The car was in the middle of the grass median of a four lane highway. It was upside down. That was the first clue that something was wrong. Some good citizen had called 911. In those days, sometimes when you called 911, you got me. Scary, right. This guy didn’t just get me. Our ambulance rolled up along with fire and rescue trucks and paramedics. My partner and I jumped out, grabbed a few things and headed to the car. I was the first one there.
It was the end of a 12 hour overnight shift. This had been an unusually busy shift at our small rescue squad. We had just gone paid, so every call we got meant another fat twenty dollars in my pocket. Chaching. Most nights I spent there were boring. We watched TV and eventually fell asleep on the couches at the station. That night though, we had already been on five calls. Backing up the fire department at an alarm call, several other nonsense calls, and a motorcycle accident on the highway that they had to bring a helicopter in for. (Standing in the middle of a closed down highway while a chopper lands on it is an experience)
Now I was standing in the median of that same highway staring at the open drivers side window of an upturned sedan. This was the first time I had been the initial responder to a call like this. Sticking out of the window was an arm. Usually you can follow an arm to a person. Fingers lead to hands lead to forearms lead to upper arms lead to shoulders and on to a torso. My eyes scanned this arm from fingers to hand to forearm to some tendons and nerves that barely held it to the person in the car. I dropped to my knees trying to avoid a surprisingly small amount of blood so I could get a better look. There, hanging upside down in the seat was a fully conscious guy staring right back at me. It was totally surreal. I blurted out a couple of questions to try to judge his level of consciousness and if there were any other injuries. The medics came up behind me and basically said, “No time for this, we gotta go.” It happened so fast. The belt was cut. The guy was extricated from the car. We were in the ambulance. All the while, the guy was completely aware of what was going on. I remember him having a conversation with the paramedic on the way to the hospital about the likelihood of his arm being saved. His body was in shock, but his mind was functioning quite well. We are fearfully and wonderfully made.
Ninety nine percent of my time as an EMT was mundane. As an acquaintance of mine used to say, “Hours of boredom interrupted by moments of horror.” But this experience was formative. What did I learn from it?
- Life is unpredictable.
- If you get tired while you’re driving, it’s better to pull over for a nap than to wake up from a nap in the median.
- Got something you want to do? Don’t wait. I mean, what if this guy always wanted to enter an arm wrestling competition?

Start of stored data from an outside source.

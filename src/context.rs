//! Thread-local task context.
//!
//! The runtime has no process-global "current dispatcher". Instead, the
//! harness installs a [`TaskContext`] for exactly the duration of a frame
//! poll; [`crate::time::sleep`] and the launch-on-await path read it to
//! discover the awaiting frame's dispatcher.

use crate::dispatch::Dispatcher;
use crate::task::TaskId;
use std::cell::RefCell;
use std::sync::{Arc, Weak};

#[derive(Clone)]
pub(crate) struct TaskContext {
    pub(crate) dispatcher: Weak<dyn Dispatcher>,
    pub(crate) task_id: TaskId,
}

thread_local! {
    static CURRENT: RefCell<Option<TaskContext>> = const { RefCell::new(None) };
}

/// Install `ctx` as the current task context until the guard drops.
///
/// Nested enters stack: the guard restores whatever was current before it.
pub(crate) fn enter(ctx: TaskContext) -> ContextGuard {
    let prev = CURRENT.with(|current| current.borrow_mut().replace(ctx));
    ContextGuard { prev }
}

pub(crate) struct ContextGuard {
    prev: Option<TaskContext>,
}

impl Drop for ContextGuard {
    fn drop(&mut self) {
        let prev = self.prev.take();
        CURRENT.with(|current| *current.borrow_mut() = prev);
    }
}

/// The dispatcher of the frame currently being polled on this thread, if
/// any and still alive.
pub(crate) fn current_dispatcher() -> Option<Arc<dyn Dispatcher>> {
    CURRENT.with(|current| {
        current
            .borrow()
            .as_ref()
            .and_then(|ctx| ctx.dispatcher.upgrade())
    })
}

pub(crate) fn current_task_id() -> Option<TaskId> {
    CURRENT.with(|current| current.borrow().as_ref().map(|ctx| ctx.task_id))
}
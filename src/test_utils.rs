//! Test-only dispatcher spy.

use crate::callable::Callable;
use crate::dispatch::Dispatcher;
use crate::task::TaskId;
use parking_lot::Mutex;
use std::sync::Arc;
use std::time::Duration;

#[derive(Debug, Clone, Copy, PartialEq, Eq)]
pub(crate) enum DispatchCall {
    Dispatch { id: TaskId, delay: Duration },
    DispatchWhen { id: TaskId, delay: Duration },
    CancelJobs { id: TaskId },
}

/// Records every dispatcher call and runs nothing: jobs are dropped on the
/// floor, which lets tests observe the protocol without any execution.
pub(crate) struct RecordingDispatcher {
    calls: Mutex<Vec<DispatchCall>>,
}

impl RecordingDispatcher {
    pub(crate) fn new() -> Arc<Self> {
        Arc::new(Self {
            calls: Mutex::new(Vec::new()),
        })
    }

    pub(crate) fn calls(&self) -> Vec<DispatchCall> {
        self.calls.lock().clone()
    }

    pub(crate) fn cancelled_ids(&self) -> Vec<TaskId> {
        self.calls
            .lock()
            .iter()
            .filter_map(|call| match call {
                DispatchCall::CancelJobs { id } => Some(*id),
                _ => None,
            })
            .collect()
    }
}

impl Dispatcher for RecordingDispatcher {
    fn dispatch(&self, id: TaskId, delay: Duration, _action: Callable) {
        self.calls.lock().push(DispatchCall::Dispatch { id, delay });
    }

    fn dispatch_when(
        &self,
        id: TaskId,
        delay: Duration,
        _action: Callable,
        _predicate: Callable<bool>,
    ) {
        self.calls
            .lock()
            .push(DispatchCall::DispatchWhen { id, delay });
    }

    fn cancel_jobs(&self, id: TaskId) {
        self.calls.lock().push(DispatchCall::CancelJobs { id });
    }
}
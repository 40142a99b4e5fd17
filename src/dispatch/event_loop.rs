//! The single-threaded event-loop dispatcher, the default "main" driver.

use crate::callable::Callable;
use crate::dispatch::{Dispatcher, Job};
use crate::task::{CoroutineStatus, JoinError, Task, TaskId};
use parking_lot::Mutex;
use std::collections::VecDeque;
use std::future::Future;
use std::sync::Arc;
use std::thread;
use std::time::{Duration, Instant};

/// Yield this many idle ticks before parking instead of spinning.
const IDLE_SPIN_TICKS: u32 = 64;

/// How long to park once spinning has produced nothing.
const IDLE_PARK: Duration = Duration::from_micros(100);

/// A FIFO job queue drained by a run loop on the calling thread.
///
/// [`EventLoopDispatcher::run`] drives a root task until it completes and
/// no jobs remain; tasks launched on this dispatcher only make progress
/// while `run` is executing.
pub struct EventLoopDispatcher {
    queue: Mutex<VecDeque<Job>>,
}

impl EventLoopDispatcher {
    #[allow(clippy::new_without_default)]
    pub fn new() -> Arc<Self> {
        Arc::new(Self {
            queue: Mutex::new(VecDeque::new()),
        })
    }

    /// Launch `root` on this dispatcher and drive the loop until the root
    /// completes and the queue is empty.
    ///
    /// A panic escaping the root is surfaced as [`JoinError::Panicked`]
    /// as soon as it is observed.
    pub fn run<F>(self: &Arc<Self>, root: F) -> Result<F::Output, JoinError>
    where
        F: Future + Send + 'static,
        F::Output: Send + 'static,
    {
        self.run_task(crate::task::task(root))
    }

    /// As [`EventLoopDispatcher::run`], for a pre-built task. A CREATED
    /// task is launched here first; a task bound to a different dispatcher
    /// cannot be driven and reports [`JoinError::Stalled`].
    pub fn run_task<T: Send + 'static>(self: &Arc<Self>, root: Task<T>) -> Result<T, JoinError> {
        if root.status() == CoroutineStatus::Created {
            root.launch_on(self)?;
        }

        let mut idle_ticks: u32 = 0;
        loop {
            if let Some(payload) = root.take_panic() {
                root.cancel();
                return Err(JoinError::panicked(payload));
            }
            if self.queue.lock().is_empty() {
                break;
            }
            if self.tick() {
                idle_ticks = 0;
            } else if idle_ticks < IDLE_SPIN_TICKS {
                idle_ticks += 1;
                thread::yield_now();
            } else {
                thread::park_timeout(IDLE_PARK);
            }
        }

        if root.status() != CoroutineStatus::Finished {
            return Err(JoinError::Stalled);
        }
        root.try_result()
    }

    /// One scheduling step. A ready head is moved out and invoked with the
    /// lock dropped; a non-ready head is rotated to the tail. Returns
    /// whether an action ran.
    fn tick(&self) -> bool {
        let job = {
            let mut queue = self.queue.lock();
            let ready = match queue.front() {
                None => return false,
                Some(head) => head.is_ready(Instant::now()),
            };
            if ready {
                queue.pop_front()
            } else {
                let head = queue.pop_front().expect("queue checked non-empty");
                queue.push_back(head);
                None
            }
        };

        match job {
            Some(job) => {
                job.run();
                true
            }
            None => false,
        }
    }

    #[cfg(test)]
    pub(crate) fn pending_jobs(&self) -> usize {
        self.queue.lock().len()
    }

    #[cfg(test)]
    pub(crate) fn has_jobs_for(&self, id: TaskId) -> bool {
        self.queue.lock().iter().any(|job| job.id() == id)
    }
}

impl Dispatcher for EventLoopDispatcher {
    fn dispatch(&self, id: TaskId, delay: Duration, action: Callable) {
        tracing::trace!(%id, ?delay, "event loop: dispatch");
        self.queue.lock().push_back(Job::new(id, delay, action));
    }

    fn dispatch_when(&self, id: TaskId, delay: Duration, action: Callable, predicate: Callable<bool>) {
        tracing::trace!(%id, ?delay, "event loop: gated dispatch");
        self.queue
            .lock()
            .push_back(Job::gated(id, delay, action, predicate));
    }

    fn cancel_jobs(&self, id: TaskId) {
        let mut queue = self.queue.lock();
        let before = queue.len();
        queue.retain(|job| job.id() != id);
        tracing::trace!(%id, removed = before - queue.len(), "event loop: cancel jobs");
    }
}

- Unless your health or loved ones are threatened, life is seriously ALL SMALL STUFF. Laugh at it all the time. Be happy. Most problems are hilarious when you look back at them three months later anyway. Might as well laugh at them while they’re happening. It is a parade of absurdity. And if you don’t agree, then tell me why Vin Diesel just confirmed that there will be a Fast and Furious 8, 9, and 10. Absurd.